¡Fascista!
Ver a una multitud gritando ¡fascista! a un individuo resulta una paradójica inversión de los papeles. Lo característico del fascismo es la actuación en bandas, bandas que sólo se envalentonan cuando se hallan en franca superioridad. Es cierto que el fascismo siempre tuvo ideología (sujeción del individuo al estado; anticapitalismo; desprecio de las elecciones democráticas; nacionalización de la banca), pero lo nuclear del fascismo, su verdadero espíritu, no es la ideología sino la práctica. Y la práctica del fascismo es la intimidación, la actuación en jauría, el insulto al adversario, especialmente si se encuentra solo. La práctica del fascismo comporta además una estética de la acción: exaltación de la juventud, de la fuerza y de la audacia. El fascista nunca va solo, se refugia en el grupo y subsiste dentro de él. Ese es otro elemento fundamental de la práctica fascista: la desinhibición moral.
Secretamente cobardes, declaradamente impetuosos y gritones, los miembros de las bandas fascistas ocupan la calle y la hacen suya. El Volk, el Pueblo, son ellos. Las urnas les parecen una enfermedad moral. El odio al político y al sistema de partidos, el odio a la banca y al comercio, se justifican por el sufrimiento popular. Desempleado, desorientado y sin objetivos personales definidos, en la República de Weimar o en la España de Zapatero, el fascista se uniforma, aunque el actual ha abandonado el disfraz militarista por la estética indigente. Pero cualquier uniforme vale para ahorrarse el horror de enfrentarse a su propia conciencia: el tribunal más odioso para quien cree en la redención del individuo mediante la marea irresistible de la masa.
La pasada semana, durante la constitución de los ayuntamientos, algunas plazas se poblaron de hordas de indignados o de partidarios de Bildu que gritaban ¡fascista! al primer corporativo que se pusiera a tiro. Era chocante ver en el pleno de Elorrio a masas enfervorecidas llamando ¡fascista! a un solo hombre, a un hombre que, además, iba a hacer valer su voto. En el cinturón de Madrid, la constitución de los ayuntamientos se vio alterada por activistas que identificaban a una concejala de edad madura, amedrentada, temerosa, y corrían detrás de ella, con la omnipotencia del número, mientras le gritaban ¡fascista! Más grave aún la actuación de Barcelona queriendo impedir, con desfachatez totalitaria, la constitución del Parlamento.

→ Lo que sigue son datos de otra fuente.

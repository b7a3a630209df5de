use std::collections::BTreeMap;

use derive_more::Display;
use log::{debug, trace};

use crate::lcs::{diff_sequences, EditKind, EditOp};
use crate::word_diff::{diff_words, WordSegment};

#[cfg(feature = "serde")]
use serde::{Deserialize, Serialize};

/// Status of one line in a diff
#[derive(Debug, Clone, Copy, PartialEq, Eq, Hash, Display)]
#[cfg_attr(feature = "serde", derive(Serialize, Deserialize))]
pub enum DiffLineKind {
    /// The line exists in both versions
    #[display(fmt = "Unchanged")]
    Unchanged,

    /// The line only exists in the new version
    #[display(fmt = "Added")]
    Added,

    /// The line only exists in the old version
    #[display(fmt = "Removed")]
    Removed,
}

impl DiffLineKind {
    pub fn is_change(self) -> bool {
        self != DiffLineKind::Unchanged
    }

    /// The word-segment side a line of this kind renders
    pub fn side(self) -> EditKind {
        match self {
            DiffLineKind::Unchanged => EditKind::Equal,
            DiffLineKind::Added => EditKind::Added,
            DiffLineKind::Removed => EditKind::Removed,
        }
    }
}

impl From<EditKind> for DiffLineKind {
    fn from(kind: EditKind) -> Self {
        match kind {
            EditKind::Equal => DiffLineKind::Unchanged,
            EditKind::Added => DiffLineKind::Added,
            EditKind::Removed => DiffLineKind::Removed,
        }
    }
}

/// A single line of a diff
#[derive(Debug, Clone, PartialEq, Eq)]
#[cfg_attr(feature = "serde", derive(Serialize, Deserialize))]
pub struct DiffLine {
    /// The status of the line
    pub kind: DiffLineKind,

    /// 1-based line number in the old text (absent for added lines)
    pub old_line_no: Option<usize>,

    /// 1-based line number in the new text (absent for removed lines)
    pub new_line_no: Option<usize>,

    /// The line without its newline
    pub content: String,

    /// Index of the counterpart line this one is paired with for word
    /// highlighting, in the same [`LineDiff`]
    pub paired_with: Option<usize>,
}

impl DiffLine {
    fn from_op(op: &EditOp<'_, &str>) -> Self {
        Self {
            kind: op.kind.into(),
            old_line_no: op.old_index.map(|i| i + 1),
            new_line_no: op.new_index.map(|i| i + 1),
            content: (*op.value).to_string(),
            paired_with: None,
        }
    }
}

/// The line-level diff of two texts.
///
/// Word segments of a paired removed/added couple are computed once and
/// stored against the index of the removed line.
#[derive(Debug, Clone, Default, PartialEq, Eq)]
#[cfg_attr(feature = "serde", derive(Serialize, Deserialize))]
pub struct LineDiff {
    /// Lines in display order
    lines: Vec<DiffLine>,

    /// Word segments keyed by the removed line's index
    segments: BTreeMap<usize, Vec<WordSegment>>,
}

impl LineDiff {
    /// All lines in display order
    pub fn lines(&self) -> &[DiffLine] {
        &self.lines
    }

    /// Get a line by index
    pub fn line(&self, index: usize) -> Option<&DiffLine> {
        self.lines.get(index)
    }

    /// Number of lines
    pub fn len(&self) -> usize {
        self.lines.len()
    }

    pub fn is_empty(&self) -> bool {
        self.lines.is_empty()
    }

    /// The line paired with the line at `index`, if any
    pub fn paired_with(&self, index: usize) -> Option<usize> {
        self.lines.get(index)?.paired_with
    }

    /// Word segments shared by the line at `index` and its counterpart.
    ///
    /// Both sides of a pair return the same slice; unpaired lines return `None`.
    pub fn segments(&self, index: usize) -> Option<&[WordSegment]> {
        let line = self.lines.get(index)?;
        let removed = match line.kind {
            DiffLineKind::Removed => index,
            DiffLineKind::Added => line.paired_with?,
            DiffLineKind::Unchanged => return None,
        };
        self.segments.get(&removed).map(Vec::as_slice)
    }

    /// Number of removed/added couples with word segments
    pub fn pair_count(&self) -> usize {
        self.segments.len()
    }
}

/// Split text on `\n`. A trailing newline leaves a trailing empty line and
/// the empty string is a single empty line.
pub fn split_lines(text: &str) -> Vec<&str> {
    text.split('\n').collect()
}

/// Diff two texts line by line
pub fn diff_lines(old_text: &str, new_text: &str) -> LineDiff {
    let old_lines = split_lines(old_text);
    let new_lines = split_lines(new_text);

    let ops = diff_sequences(&old_lines, &new_lines);
    let lines = resequence(&ops);

    let mut diff = LineDiff {
        lines,
        segments: BTreeMap::new(),
    };
    pair_adjacent(&mut diff);

    debug!(
        "line diff: {} old, {} new, {} output lines, {} pairs",
        old_lines.len(),
        new_lines.len(),
        diff.lines.len(),
        diff.segments.len()
    );

    diff
}

/// Turn an edit script into display lines.
///
/// Unchanged lines pass through. Inside each run of changes, the removed
/// and added lines are interleaved by position: removed[0], added[0],
/// removed[1], added[1], and so on, with the longer side's leftovers at the end.
fn resequence(ops: &[EditOp<'_, &str>]) -> Vec<DiffLine> {
    let mut lines = Vec::with_capacity(ops.len());
    let mut removed = Vec::new();
    let mut added = Vec::new();

    for op in ops {
        match op.kind {
            EditKind::Equal => {
                flush_run(&mut lines, &mut removed, &mut added);
                lines.push(DiffLine::from_op(op));
            }
            EditKind::Removed => removed.push(DiffLine::from_op(op)),
            EditKind::Added => added.push(DiffLine::from_op(op)),
        }
    }
    flush_run(&mut lines, &mut removed, &mut added);

    lines
}

fn flush_run(lines: &mut Vec<DiffLine>, removed: &mut Vec<DiffLine>, added: &mut Vec<DiffLine>) {
    if removed.is_empty() && added.is_empty() {
        return;
    }

    trace!("change run: {} removed, {} added", removed.len(), added.len());

    let mut removed = removed.drain(..);
    let mut added = added.drain(..);
    loop {
        let r = removed.next();
        let a = added.next();
        if r.is_none() && a.is_none() {
            break;
        }
        lines.extend(r);
        lines.extend(a);
    }
}

/// Link each index-adjacent removed/added couple whose lines are both still
/// unpaired, and compute their word segments.
fn pair_adjacent(diff: &mut LineDiff) {
    for i in 1..diff.lines.len() {
        let (prev, curr) = (&diff.lines[i - 1], &diff.lines[i]);
        if prev.paired_with.is_some() || curr.paired_with.is_some() {
            continue;
        }

        let removed = match (prev.kind, curr.kind) {
            (DiffLineKind::Removed, DiffLineKind::Added) => i - 1,
            (DiffLineKind::Added, DiffLineKind::Removed) => i,
            _ => continue,
        };
        let added = if removed == i { i - 1 } else { i };

        let segments = diff_words(&diff.lines[removed].content, &diff.lines[added].content);
        diff.lines[removed].paired_with = Some(added);
        diff.lines[added].paired_with = Some(removed);
        diff.segments.insert(removed, segments);
    }
}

Humildes concejales que atesoran la legitimidad de decenas de miles de votos tienen que soportar las vejaciones de brigadas de acción directa. La indignación sobreinterpretada, en Elorrio, en Madrid o en Barcelona de incontrolados que persiguen a un cargo electo llamándole ¡fascista! demuestra que los tipos ignoran qué es realmente un fascista. De haber llegado a tiempo, Oscar Wilde hubiera puntualizado que ser o no fascista resulta, en el fondo, una cuestión de estilo.